Task data –

•••••

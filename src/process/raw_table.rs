use calamine::{open_workbook_from_rs, Data, Reader, Xlsx};
use chrono::{Datelike, NaiveDate};
use std::io::Cursor;
use tracing::{debug, info, warn};

use crate::error::{EtlError, Result};

/// One spreadsheet cell, reduced to what the reshape needs.
#[derive(Debug, Clone, PartialEq)]
pub enum Cell {
    Number(f64),
    Text(String),
    Date(NaiveDate),
    Empty,
}

impl Cell {
    /// Render the cell as a label (row name or period header).
    pub fn as_label(&self) -> String {
        match self {
            Cell::Number(n) if n.fract() == 0.0 && n.abs() < 1e15 => format!("{}", *n as i64),
            Cell::Number(n) => n.to_string(),
            Cell::Text(s) => s.clone(),
            // `YYYY q`, the same shape as the sheet's text period headers
            Cell::Date(d) => format!("{} {}", d.year(), d.month0() / 3 + 1),
            Cell::Empty => String::new(),
        }
    }

    /// Numeric value of the cell; text that does not parse, and non-finite
    /// values such as `NaN` or `inf`, count as missing.
    pub fn as_number(&self) -> Option<f64> {
        let v = match self {
            Cell::Number(n) => Some(*n),
            Cell::Text(s) => s.trim().parse::<f64>().ok(),
            Cell::Date(_) | Cell::Empty => None,
        };
        v.filter(|x| x.is_finite())
    }

    pub fn is_empty(&self) -> bool {
        match self {
            Cell::Empty => true,
            Cell::Text(s) => s.trim().is_empty(),
            Cell::Number(_) | Cell::Date(_) => false,
        }
    }
}

impl From<&Data> for Cell {
    fn from(d: &Data) -> Self {
        match d {
            Data::Float(f) => Cell::Number(*f),
            Data::Int(i) => Cell::Number(*i as f64),
            Data::String(s) => Cell::Text(s.clone()),
            Data::DateTime(dt) => match dt.as_datetime() {
                Some(ts) => Cell::Date(ts.date()),
                None => invalid_date(d),
            },
            Data::DateTimeIso(s) => {
                match s.get(..10).map(|p| NaiveDate::parse_from_str(p, "%Y-%m-%d")) {
                    Some(Ok(date)) => Cell::Date(date),
                    _ => invalid_date(d),
                }
            }
            _ => Cell::Empty,
        }
    }
}

/// A date cell calamine cannot convert; the text never parses as a period.
fn invalid_date(d: &Data) -> Cell {
    warn!(cell = %d, "unconvertible date cell");
    Cell::Text(format!("invalid date cell {}", d))
}

/// The wide source sheet.
///
/// Row 0 is the header row: cell 0 names the label axis and cells `1..`
/// hold the period labels. Metric rows follow after the configured
/// header-skip rows, each with its name in cell 0.
#[derive(Debug, Clone, Default)]
pub struct RawSheet {
    pub rows: Vec<Vec<Cell>>,
}

impl RawSheet {
    pub fn from_rows(rows: Vec<Vec<Cell>>) -> Self {
        Self { rows }
    }

    /// Read `sheet_name` out of an in-memory `.xlsx` workbook.
    #[tracing::instrument(level = "info", skip(bytes), fields(len = bytes.len()))]
    pub fn from_xlsx(bytes: Vec<u8>, sheet_name: &str) -> Result<Self> {
        info!("reading source workbook");
        let mut workbook: Xlsx<_> = open_workbook_from_rs(Cursor::new(bytes))
            .map_err(|e| EtlError::Sheet(format!("failed to open workbook: {}", e)))?;

        let range = workbook.worksheet_range(sheet_name).map_err(|e| {
            EtlError::Sheet(format!("failed to read sheet `{}`: {}", sheet_name, e))
        })?;

        let rows: Vec<Vec<Cell>> = range
            .rows()
            .map(|row| row.iter().map(Cell::from).collect())
            .collect();
        debug!(rows = rows.len(), width = range.width(), "sheet loaded");

        Ok(Self { rows })
    }

    pub fn height(&self) -> usize {
        self.rows.len()
    }
}

#[cfg(test)]
mod tests {
    use super::*;
    use crate::process::PeriodParser;
    use calamine::{ExcelDateTime, ExcelDateTimeType};

    #[test]
    fn integral_numbers_render_without_fraction() {
        assert_eq!(Cell::Number(1999.0).as_label(), "1999");
        assert_eq!(Cell::Number(2.5).as_label(), "2.5");
        assert_eq!(Cell::Text("2004 Q4".into()).as_label(), "2004 Q4");
        assert_eq!(Cell::Empty.as_label(), "");
    }

    #[test]
    fn non_numeric_text_is_missing() {
        assert_eq!(Cell::Text(" 12.5 ".into()).as_number(), Some(12.5));
        assert_eq!(Cell::Text("[x]".into()).as_number(), None);
        assert_eq!(Cell::Empty.as_number(), None);
        assert!(Cell::Text("   ".into()).is_empty());
    }

    #[test]
    fn non_finite_text_is_missing() {
        for raw in ["NaN", "nan", "inf", "-infinity"] {
            assert_eq!(Cell::Text(raw.into()).as_number(), None, "{}", raw);
        }
        assert_eq!(Cell::Number(f64::NAN).as_number(), None);
    }

    #[test]
    fn date_cells_become_quarter_labels() {
        // serial 44651 is 2022-03-31
        let cell = Cell::from(&Data::DateTime(ExcelDateTime::new(
            44651.0,
            ExcelDateTimeType::DateTime,
            false,
        )));
        assert_eq!(cell, Cell::Date(NaiveDate::from_ymd_opt(2022, 3, 31).unwrap()));
        assert_eq!(cell.as_label(), "2022 1");
        assert_eq!(cell.as_number(), None);
        assert_eq!(
            PeriodParser::default().parse(&cell.as_label()).unwrap(),
            NaiveDate::from_ymd_opt(2022, 3, 31).unwrap()
        );

        let iso = Cell::from(&Data::DateTimeIso("2019-11-01T00:00:00".into()));
        assert_eq!(iso.as_label(), "2019 4");
    }

    #[test]
    fn unconvertible_date_fails_period_parsing() {
        let cell = Cell::from(&Data::DateTimeIso("sometime".into()));
        assert!(matches!(
            PeriodParser::default().parse(&cell.as_label()),
            Err(EtlError::DateParse { .. })
        ));
    }

    #[test]
    fn calamine_cells_map_to_cells() {
        assert_eq!(Cell::from(&Data::Int(3)), Cell::Number(3.0));
        assert_eq!(Cell::from(&Data::Float(1.5)), Cell::Number(1.5));
        assert_eq!(Cell::from(&Data::String("a".into())), Cell::Text("a".into()));
        assert_eq!(Cell::from(&Data::Bool(true)), Cell::Empty);
        assert_eq!(Cell::from(&Data::Empty), Cell::Empty);
    }

    #[test]
    fn garbage_bytes_are_a_sheet_error() {
        let err = RawSheet::from_xlsx(b"not a workbook".to_vec(), "Quarter").unwrap_err();
        assert!(matches!(err, EtlError::Sheet(_)));
    }
}
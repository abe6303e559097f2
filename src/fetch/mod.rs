// src/fetch/mod.rs
//! Source page scraping and document download.

pub mod document;
pub mod urls;

pub use document::download_document;
pub use urls::{fetch_document_links, file_stem, select_link};
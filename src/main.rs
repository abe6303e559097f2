use anyhow::{bail, Context, Result};
use quarterly_etl::{run, PipelineConfig, RunOutcome};
use reqwest::Client;
use std::{env, fs, path::PathBuf};
use tracing::{info, warn};
use tracing_subscriber::{fmt, EnvFilter};

#[tokio::main(flavor = "current_thread")]
async fn main() -> Result<()> {
    // ─── 1) init logging ─────────────────────────────────────────────
    let filter = EnvFilter::try_from_default_env().unwrap_or_else(|_| EnvFilter::new("info"));
    fmt::Subscriber::builder()
        .with_env_filter(filter)
        .with_span_events(fmt::format::FmtSpan::CLOSE)
        .init();
    info!("startup");

    // ─── 2) arguments & config ───────────────────────────────────────
    let mut args = env::args().skip(1);
    let output_dir = match args.next() {
        Some(p) => PathBuf::from(p),
        None => bail!("usage: quarterly-etl <OUTPUT_DIR> [CONFIG_JSON]"),
    };
    let config = match args.next() {
        Some(path) => PipelineConfig::from_json_file(&path)
            .with_context(|| format!("loading config {}", path))?,
        None => PipelineConfig::default(),
    };
    fs::create_dir_all(&output_dir)
        .with_context(|| format!("creating output directory {}", output_dir.display()))?;

    // ─── 3) run one snapshot ─────────────────────────────────────────
    let client = Client::new();
    match run(&client, &output_dir, &config)
        .await
        .context("pipeline run failed")?
    {
        RunOutcome::Published(report) => info!(
            rows = report.rows,
            columns = report.columns,
            data = %report.data_path.display(),
            profile = %report.profile_path.display(),
            "all done"
        ),
        RunOutcome::AlreadyProcessed { link } => {
            warn!(link = %link, "no new source document; exiting")
        }
    }
    Ok(())
}
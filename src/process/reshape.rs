use tracing::{debug, info};

use super::raw_table::{Cell, RawSheet};
use crate::config::ReshapeConfig;
use crate::error::{EtlError, Result};

/// Name given to the column holding the period labels after transposition.
pub const DATE_COLUMN: &str = "date";

/// One period of the transposed sheet, period label still raw.
#[derive(Debug, Clone, PartialEq)]
pub struct LongRow {
    pub period: String,
    pub values: Vec<Option<f64>>,
}

/// Transposed sheet: one row per period, one column per metric.
///
/// `columns[0]` is always [`DATE_COLUMN`]; `columns[1..]` are the metric
/// labels exactly as they appeared in the sheet, duplicates included.
#[derive(Debug, Clone, PartialEq)]
pub struct LongTable {
    pub columns: Vec<String>,
    pub rows: Vec<LongRow>,
}

impl LongTable {
    pub fn width(&self) -> usize {
        self.columns.len()
    }
}

#[derive(Debug, Clone, Default)]
pub struct ReshapeEngine {
    config: ReshapeConfig,
}

impl ReshapeEngine {
    pub fn new(config: ReshapeConfig) -> Self {
        Self { config }
    }

    /// Transpose the wide sheet into a [`LongTable`].
    ///
    /// Period columns with an empty header and metric rows with neither a
    /// label nor a value are dropped; everything else is kept in order.
    pub fn reshape(&self, sheet: &RawSheet) -> Result<LongTable> {
        let skip = self.config.header_skip;
        if sheet.height() < 1 + skip {
            return Err(EtlError::Sheet(format!(
                "sheet has {} rows, need at least {} (header + {} skipped)",
                sheet.height(),
                1 + skip,
                skip
            )));
        }

        // (source column index, period label)
        let header = &sheet.rows[0];
        let periods: Vec<(usize, String)> = header
            .iter()
            .enumerate()
            .skip(1)
            .filter(|(_, c)| !c.is_empty())
            .map(|(j, c)| (j, c.as_label()))
            .collect();

        let metric_rows: Vec<&Vec<Cell>> = sheet.rows[1 + skip..]
            .iter()
            .filter(|row| !row.iter().all(Cell::is_empty))
            .collect();

        let mut columns = Vec::with_capacity(metric_rows.len() + 1);
        columns.push(DATE_COLUMN.to_string());
        columns.extend(
            metric_rows
                .iter()
                .map(|row| row.first().map(Cell::as_label).unwrap_or_default()),
        );

        let rows: Vec<LongRow> = periods
            .iter()
            .map(|(j, label)| LongRow {
                period: label.clone(),
                values: metric_rows
                    .iter()
                    .map(|row| row.get(*j).and_then(Cell::as_number))
                    .collect(),
            })
            .collect();

        debug!(periods = rows.len(), metrics = metric_rows.len(), "transposed");
        info!(
            rows = rows.len(),
            columns = columns.len(),
            "reshaped sheet into long form"
        );
        Ok(LongTable { columns, rows })
    }
}
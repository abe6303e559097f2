use std::{
    fs,
    io::{BufWriter, Write},
    path::Path,
};
use tempfile::NamedTempFile;
use tracing::debug;

use crate::error::{EtlError, Result};

/// Write `path` atomically: fill a temp file in the same directory through
/// `fill`, then rename it over the destination.
///
/// A failure anywhere leaves any previous file at `path` untouched.
pub fn write_atomic<F>(path: &Path, fill: F) -> Result<()>
where
    F: FnOnce(&mut dyn Write) -> Result<()>,
{
    let dir = match path.parent() {
        Some(p) if !p.as_os_str().is_empty() => p,
        _ => Path::new("."),
    };
    fs::create_dir_all(dir)?;

    let tmp = NamedTempFile::new_in(dir)?;
    {
        let mut out = BufWriter::new(tmp.as_file());
        fill(&mut out)?;
        out.flush()?;
    }
    tmp.as_file().sync_all()?;
    tmp.persist(path).map_err(|e| EtlError::Io(e.error))?;

    debug!(path = %path.display(), "wrote file");
    Ok(())
}
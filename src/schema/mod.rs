pub mod evolution;
pub mod store;
pub mod write;

pub use evolution::reconcile;
pub use store::SnapshotStore;
pub use write::write_atomic;
use chrono::NaiveDate;

use crate::config::PeriodConfig;
use crate::error::{EtlError, Result};

/// Calendar quarter, built from its digit.
#[derive(Debug, Clone, Copy, PartialEq, Eq)]
pub enum Quarter {
    Q1,
    Q2,
    Q3,
    Q4,
}

impl Quarter {
    pub fn from_digit(c: char) -> Option<Self> {
        match c {
            '1' => Some(Quarter::Q1),
            '2' => Some(Quarter::Q2),
            '3' => Some(Quarter::Q3),
            '4' => Some(Quarter::Q4),
            _ => None,
        }
    }

    /// Last calendar day of this quarter in `year`.
    pub fn end_date(self, year: i32) -> Option<NaiveDate> {
        let (month, day) = match self {
            Quarter::Q1 => (3, 31),
            Quarter::Q2 => (6, 30),
            Quarter::Q3 => (9, 30),
            Quarter::Q4 => (12, 31),
        };
        NaiveDate::from_ymd_opt(year, month, day)
    }
}

/// Turns labels like `"1999 1st Quarter"` into quarter-end dates.
#[derive(Debug, Clone)]
pub struct PeriodParser {
    config: PeriodConfig,
}

impl PeriodParser {
    pub fn new(config: PeriodConfig) -> Self {
        Self { config }
    }

    /// Strip the configured characters everywhere, keep the leading
    /// `YYYY` + digit token and map the digit to its quarter end.
    pub fn parse(&self, raw: &str) -> Result<NaiveDate> {
        let err = || EtlError::DateParse {
            label: raw.to_string(),
        };

        let cleaned: String = raw
            .chars()
            .filter(|c| !self.config.strip_chars.contains(c))
            .collect();
        let token: Vec<char> = cleaned.chars().take(self.config.token_len).collect();
        if token.len() < self.config.token_len {
            return Err(err());
        }

        let (year_part, quarter_part) = token.split_at(token.len() - 1);
        let quarter = Quarter::from_digit(quarter_part[0]).ok_or_else(err)?;
        let year_str: String = year_part.iter().collect();
        if !year_str.chars().all(|c| c.is_ascii_digit()) {
            return Err(err());
        }
        let year: i32 = year_str.parse().map_err(|_| err())?;

        quarter.end_date(year).ok_or_else(err)
    }
}

impl Default for PeriodParser {
    fn default() -> Self {
        Self::new(PeriodConfig::default())
    }
}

•••••

Task instructions – Count the lines in the listing above that include the word "evolution". Reply with the number only.

Answer area – 2